_Task details_
Taking the entries below from the top, restate each line exactly and end with the line containing "use crate::errors::Result;".

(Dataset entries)

★ ★ ★

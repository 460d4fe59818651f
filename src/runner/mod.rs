// src/runner/mod.rs

//! Supervised test-command execution.
//!
//! [`ProcessSupervisor`] drives one interactive test command to completion on
//! a pseudo-terminal. The [`Invoker`] trait is the seam the scheduler runs
//! against, so tests can substitute a fake runner.

pub mod supervisor;

pub use supervisor::{ProcessSupervisor, RunOutcome};

/// Executes one full test invocation (primary command plus optional suite)
/// and reports `(passed, message)`.
pub trait Invoker: Send + Sync {
    fn invoke(&self, test_cmd: &str, suite_cmd: Option<&str>) -> (bool, String);
}
// src/engine/runtime.rs

use std::path::PathBuf;
use std::time::Instant;

use tokio::sync::mpsc;
use tracing::{debug, info};

use crate::config::ConfigResolver;
use crate::engine::coalescer::ChangeCoalescer;
use crate::engine::scheduler::RunScheduler;
use crate::errors::Result;
use crate::notification::NotificationSink;

/// One delivered filesystem change.
#[derive(Debug, Clone)]
pub struct ChangeEvent {
    pub path: PathBuf,
    pub at: Instant,
}

/// Events consumed by the engine loop.
///
/// - the watch backend sends `FileChanged`
/// - the worker slot sends `RunCompleted`
/// - Ctrl-C handling sends `ShutdownRequested`
#[derive(Debug, Clone)]
pub enum RuntimeEvent {
    FileChanged(ChangeEvent),
    RunCompleted { passed: bool, message: String },
    ShutdownRequested,
}

/// The main dispatch loop.
///
/// Processes events in delivery order on a single task, which serializes all
/// mutation of the resolver's watch state and the scheduler's run state.
/// Nothing here ever waits on a test run.
pub struct Engine {
    resolver: ConfigResolver,
    coalescer: ChangeCoalescer,
    scheduler: RunScheduler,
    sink: NotificationSink,
    events_rx: mpsc::UnboundedReceiver<RuntimeEvent>,
}

impl Engine {
    pub fn new(
        resolver: ConfigResolver,
        scheduler: RunScheduler,
        sink: NotificationSink,
        events_rx: mpsc::UnboundedReceiver<RuntimeEvent>,
    ) -> Engine {
        Engine {
            resolver,
            coalescer: ChangeCoalescer::new(),
            scheduler,
            sink,
            events_rx,
        }
    }

    pub async fn run(mut self) -> Result<()> {
        info!("testwatch engine started");

        while let Some(event) = self.events_rx.recv().await {
            debug!(?event, "engine received event");

            match event {
                RuntimeEvent::FileChanged(change) => {
                    self.coalescer
                        .on_event(&mut self.resolver, &mut self.scheduler, &change);
                }
                RuntimeEvent::RunCompleted { passed, message } => {
                    self.scheduler.on_complete(
                        passed,
                        &message,
                        &self.resolver,
                        &mut self.sink,
                    );
                }
                RuntimeEvent::ShutdownRequested => {
                    info!("shutdown requested, stopping engine");
                    break;
                }
            }
        }

        info!("testwatch engine exiting");
        Ok(())
    }
}
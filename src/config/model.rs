// src/config/model.rs

//! Configuration keys, values and the three prioritized sources.
//!
//! Resolution never merges sources: for each key the first source that
//! defines it wins, in the order command line > local config file > built-in
//! defaults. `ConfigValue::Absent` is an explicit "feature disabled" marker,
//! distinct from a source simply not defining a key.

use serde::Deserialize;

use crate::cli::CliArgs;
use crate::watch::mask::EventMask;

/// Every recognized configuration key.
#[derive(Debug, Clone, Copy, PartialEq, Eq)]
pub enum ConfigKey {
    TestRunner,
    TestRunnerOptions,
    Tests,
    TestsOptions,
    TestSuite,
    TestSuiteOptions,
    WatchDir,
    Config,
    EventsInclude,
    EventsExclude,
    ExcludeFilter,
    RunnerDelay,
}

impl ConfigKey {
    /// The upper-case name used in config files and error messages.
    pub fn name(self) -> &'static str {
        match self {
            ConfigKey::TestRunner => "TEST_RUNNER",
            ConfigKey::TestRunnerOptions => "TEST_RUNNER_OPTIONS",
            ConfigKey::Tests => "TESTS",
            ConfigKey::TestsOptions => "TESTS_OPTIONS",
            ConfigKey::TestSuite => "TEST_SUITE",
            ConfigKey::TestSuiteOptions => "TEST_SUITE_OPTIONS",
            ConfigKey::WatchDir => "WATCH_DIR",
            ConfigKey::Config => "CONFIG",
            ConfigKey::EventsInclude => "EVENTS_INCLUDE",
            ConfigKey::EventsExclude => "EVENTS_EXCLUDE",
            ConfigKey::ExcludeFilter => "EXCLUDE_FILTER",
            ConfigKey::RunnerDelay => "RUNNER_DELAY",
        }
    }
}

/// A resolved configuration value.
#[derive(Debug, Clone, PartialEq)]
pub enum ConfigValue {
    /// Explicitly not set; the feature behind the key is disabled.
    Absent,
    Str(String),
    List(Vec<String>),
    Mask(EventMask),
    Masks(Vec<EventMask>),
    Seconds(f64),
}

impl ConfigValue {
    /// Falsy values never contribute to a command line: the explicit absent
    /// marker, empty strings, and empty lists.
    pub fn is_falsy(&self) -> bool {
        match self {
            ConfigValue::Absent => true,
            ConfigValue::Str(s) => s.is_empty(),
            ConfigValue::List(l) => l.is_empty(),
            _ => false,
        }
    }

    pub fn as_str(&self) -> Option<&str> {
        match self {
            ConfigValue::Str(s) => Some(s),
            _ => None,
        }
    }
}

/// Which source a resolved value came from.
#[derive(Debug, Clone, Copy, PartialEq, Eq)]
pub enum ConfigTier {
    CommandLine,
    Local,
    Default,
}

/// One prioritized configuration source.
pub trait ConfigSource {
    /// The value this source defines for `key`, if any.
    fn lookup(&self, key: ConfigKey) -> Option<ConfigValue>;
}

/// Overrides captured from the command line.
///
/// Empty command-line values do not shadow lower tiers.
#[derive(Debug, Clone, Default)]
pub struct CommandLineConfig {
    pub runner: Option<String>,
    pub config: Option<String>,
    pub watch_dir: Option<String>,
    pub tests: Vec<String>,
}

impl CommandLineConfig {
    pub fn from_args(args: &CliArgs) -> CommandLineConfig {
        CommandLineConfig {
            runner: args.runner.clone().filter(|s| !s.is_empty()),
            config: args.config.clone().filter(|s| !s.is_empty()),
            watch_dir: args.dir.clone().filter(|s| !s.is_empty()),
            tests: args.test.clone(),
        }
    }
}

impl ConfigSource for CommandLineConfig {
    fn lookup(&self, key: ConfigKey) -> Option<ConfigValue> {
        match key {
            ConfigKey::TestRunner => self.runner.clone().map(ConfigValue::Str),
            ConfigKey::Config => self.config.clone().map(ConfigValue::Str),
            ConfigKey::WatchDir => self.watch_dir.clone().map(ConfigValue::Str),
            ConfigKey::Tests if !self.tests.is_empty() => {
                Some(ConfigValue::List(self.tests.clone()))
            }
            _ => None,
        }
    }
}

/// A value that may be written as a single item or a list.
#[derive(Debug, Clone, Deserialize)]
#[serde(untagged)]
pub enum OneOrMany<T> {
    One(T),
    Many(Vec<T>),
}

/// The local configuration file (TOML, upper-case keys).
///
/// ```toml
/// TEST_RUNNER = "pytest"
/// TEST_RUNNER_OPTIONS = "-x"
/// TESTS = ["tests/test_x.py"]
/// EVENTS_EXCLUDE = ["access", "open"]
/// EXCLUDE_FILTER = ['.*\.tmp$']
/// RUNNER_DELAY = 2.0
/// ```
#[derive(Debug, Clone, Default, Deserialize)]
pub struct LocalConfig {
    #[serde(rename = "TEST_RUNNER")]
    pub test_runner: Option<String>,
    #[serde(rename = "TEST_RUNNER_OPTIONS")]
    pub test_runner_options: Option<String>,
    #[serde(rename = "TESTS")]
    pub tests: Option<OneOrMany<String>>,
    #[serde(rename = "TESTS_OPTIONS")]
    pub tests_options: Option<String>,
    #[serde(rename = "TEST_SUITE")]
    pub test_suite: Option<OneOrMany<String>>,
    #[serde(rename = "TEST_SUITE_OPTIONS")]
    pub test_suite_options: Option<String>,
    #[serde(rename = "WATCH_DIR")]
    pub watch_dir: Option<String>,
    /// Forbidden: a local config may not point at another config file.
    /// Scrubbed with a warning at load time.
    #[serde(rename = "CONFIG")]
    pub config: Option<String>,
    #[serde(rename = "EVENTS_INCLUDE")]
    pub events_include: Option<OneOrMany<EventMask>>,
    #[serde(rename = "EVENTS_EXCLUDE")]
    pub events_exclude: Option<OneOrMany<EventMask>>,
    #[serde(rename = "EXCLUDE_FILTER")]
    pub exclude_filter: Option<Vec<String>>,
    #[serde(rename = "RUNNER_DELAY")]
    pub runner_delay: Option<f64>,
}

fn str_or_list(value: &OneOrMany<String>) -> ConfigValue {
    match value {
        OneOrMany::One(s) => ConfigValue::Str(s.clone()),
        OneOrMany::Many(l) => ConfigValue::List(l.clone()),
    }
}

fn mask_or_masks(value: &OneOrMany<EventMask>) -> ConfigValue {
    match value {
        OneOrMany::One(m) => ConfigValue::Mask(*m),
        OneOrMany::Many(l) => ConfigValue::Masks(l.clone()),
    }
}

impl ConfigSource for LocalConfig {
    fn lookup(&self, key: ConfigKey) -> Option<ConfigValue> {
        match key {
            ConfigKey::TestRunner => self.test_runner.clone().map(ConfigValue::Str),
            ConfigKey::TestRunnerOptions => {
                self.test_runner_options.clone().map(ConfigValue::Str)
            }
            ConfigKey::Tests => self.tests.as_ref().map(str_or_list),
            ConfigKey::TestsOptions => self.tests_options.clone().map(ConfigValue::Str),
            ConfigKey::TestSuite => self.test_suite.as_ref().map(str_or_list),
            ConfigKey::TestSuiteOptions => {
                self.test_suite_options.clone().map(ConfigValue::Str)
            }
            ConfigKey::WatchDir => self.watch_dir.clone().map(ConfigValue::Str),
            ConfigKey::Config => self.config.clone().map(ConfigValue::Str),
            ConfigKey::EventsInclude => self.events_include.as_ref().map(mask_or_masks),
            ConfigKey::EventsExclude => self.events_exclude.as_ref().map(mask_or_masks),
            ConfigKey::ExcludeFilter => {
                self.exclude_filter.clone().map(ConfigValue::List)
            }
            ConfigKey::RunnerDelay => self.runner_delay.map(ConfigValue::Seconds),
        }
    }
}
// src/main.rs

use testwatch::{cli, logging, run};

#[tokio::main]
async fn main() {
    if let Err(err) = run_main().await {
        eprintln!("testwatch error: {err:?}");
        std::process::exit(1);
    }
}

async fn run_main() -> anyhow::Result<()> {
    let args = cli::parse();
    logging::init_logging(args.log_level)?;
    run(args).await?;
    Ok(())
}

★ ★ ★

_Expected answer_
repository 460d4fe59818651f
filename src/runner/mod.rs
// src/runner/mod.rs

//! Supervised test-command execution.
//!
//! [`ProcessSupervisor`] drives one interactive test command to completion on
//! a pseudo-terminal. The [`Invoker`] trait is the seam the scheduler runs
//! against, so tests can substitute a fake runner.

pub mod supervisor;

pub use supervisor::{ProcessSupervisor, RunOutcome};

/// Executes one full test invocation (primary command plus optional suite)
/// and reports `(passed, message)`.
pub trait Invoker: Send + Sync {
    fn invoke(&self, test_cmd: &str, suite_cmd: Option<&str>) -> (bool, String);
}
// src/engine/runtime.rs

use std::path::PathBuf;
use std::time::Instant;

use tokio::sync::mpsc;
use tracing::{debug, info};

use crate::config::ConfigResolver;
use crate::engine::coalescer::ChangeCoalescer;
use crate::engine::scheduler::RunScheduler;
use crate::errors::Result;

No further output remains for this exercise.